"""
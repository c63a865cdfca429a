//! Admin sessions.
//!
//! An admin logs in with the configured password and gets an opaque bearer
//! token. Every admin request presents the token; logout revokes it. Tokens
//! expire after the configured TTL.

use std::collections::HashMap;
use std::sync::{PoisonError, RwLock};

use chrono::{DateTime, Duration, Utc};
use serde::Serialize;
use sha2::{Digest, Sha256};
use uuid::Uuid;

/// A freshly issued admin session.
#[derive(Debug, Clone, Serialize)]
pub struct AdminSession {
    /// Bearer token to send as `Authorization: Bearer <token>`
    pub token: String,
    /// When the token stops being accepted
    pub expires_at: DateTime<Utc>,
}

/// Hex SHA-256 digest of a password.
#[must_use]
pub fn password_digest(password: &str) -> String {
    let mut hasher = Sha256::new();
    hasher.update(password.as_bytes());
    format!("{:x}", hasher.finalize())
}

/// Issued admin tokens and their expiry.
#[derive(Debug)]
pub struct SessionStore {
    /// Expected password digest; `None` disables login
    password_sha256: Option<String>,
    ttl: Duration,
    sessions: RwLock<HashMap<String, DateTime<Utc>>>,
}

impl SessionStore {
    /// Creates a store checking passwords against `password_sha256`.
    pub fn new(password_sha256: Option<String>, ttl_minutes: u32) -> Self {
        Self {
            password_sha256: password_sha256.map(|digest| digest.to_lowercase()),
            ttl: Duration::minutes(i64::from(ttl_minutes)),
            sessions: RwLock::new(HashMap::new()),
        }
    }

    /// Whether login is configured at all.
    #[must_use]
    pub fn enabled(&self) -> bool {
        self.password_sha256.is_some()
    }

    /// Checks the password and issues a token.
    pub fn login(&self, password: &str) -> Option<AdminSession> {
        let expected = self.password_sha256.as_deref()?;
        if password_digest(password) != expected {
            tracing::warn!("Rejected admin login attempt");
            return None;
        }

        let now = Utc::now();
        let session = AdminSession {
            token: Uuid::new_v4().to_string(),
            expires_at: now + self.ttl,
        };

        let mut sessions = self.sessions.write().unwrap_or_else(PoisonError::into_inner);
        sessions.retain(|_, expires_at| *expires_at > now);
        sessions.insert(session.token.clone(), session.expires_at);
        tracing::info!("Admin session started");

        Some(session)
    }

    /// Whether a token belongs to a live session.
    #[must_use]
    pub fn validate(&self, token: &str) -> bool {
        self.validate_at(token, Utc::now())
    }

    fn validate_at(&self, token: &str, now: DateTime<Utc>) -> bool {
        self.sessions
            .read()
            .unwrap_or_else(PoisonError::into_inner)
            .get(token)
            .is_some_and(|expires_at| *expires_at > now)
    }

    /// Revokes a token. Returns whether it existed.
    pub fn logout(&self, token: &str) -> bool {
        let removed = self
            .sessions
            .write()
            .unwrap_or_else(PoisonError::into_inner)
            .remove(token)
            .is_some();
        if removed {
            tracing::info!("Admin session ended");
        }
        removed
    }

    /// Number of tracked sessions, expired ones included until the next login.
    #[must_use]
    pub fn len(&self) -> usize {
        self.sessions
            .read()
            .unwrap_or_else(PoisonError::into_inner)
            .len()
    }

    /// Whether no sessions are tracked.
    #[must_use]
    pub fn is_empty(&self) -> bool {
        self.len() == 0
    }
}
//! Record identifiers.

use serde::{Deserialize, Serialize};
use std::fmt;

/// Identifier of a catalog record.
///
/// The backend serializes database ids as strings, while hand-maintained
/// fixtures use plain integers; both are accepted.
#[derive(Debug, Clone, PartialEq, Eq, Hash, Serialize, Deserialize)]
#[serde(untagged)]
pub enum RecordId {
    /// Numeric id (fixtures, legacy exports)
    Number(u64),
    /// String id (database object ids)
    Text(String),
}

impl fmt::Display for RecordId {
    fn fmt(&self, f: &mut fmt::Formatter<'_>) -> fmt::Result {
        match self {
            Self::Number(n) => write!(f, "{n}"),
            Self::Text(s) => f.write_str(s),
        }
    }
}

impl From<&str> for RecordId {
    fn from(value: &str) -> Self {
        Self::Text(value.to_string())
    }
}

impl From<u64> for RecordId {
    fn from(value: u64) -> Self {
        Self::Number(value)
    }
}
"""
- What is required:
Show each line from the listing above that includes the word "logout".

- Answer to this task:
//! token. Every admin request presents the token; logout revokes it. Tokens
    pub fn logout(&self, token: &str) -> bool {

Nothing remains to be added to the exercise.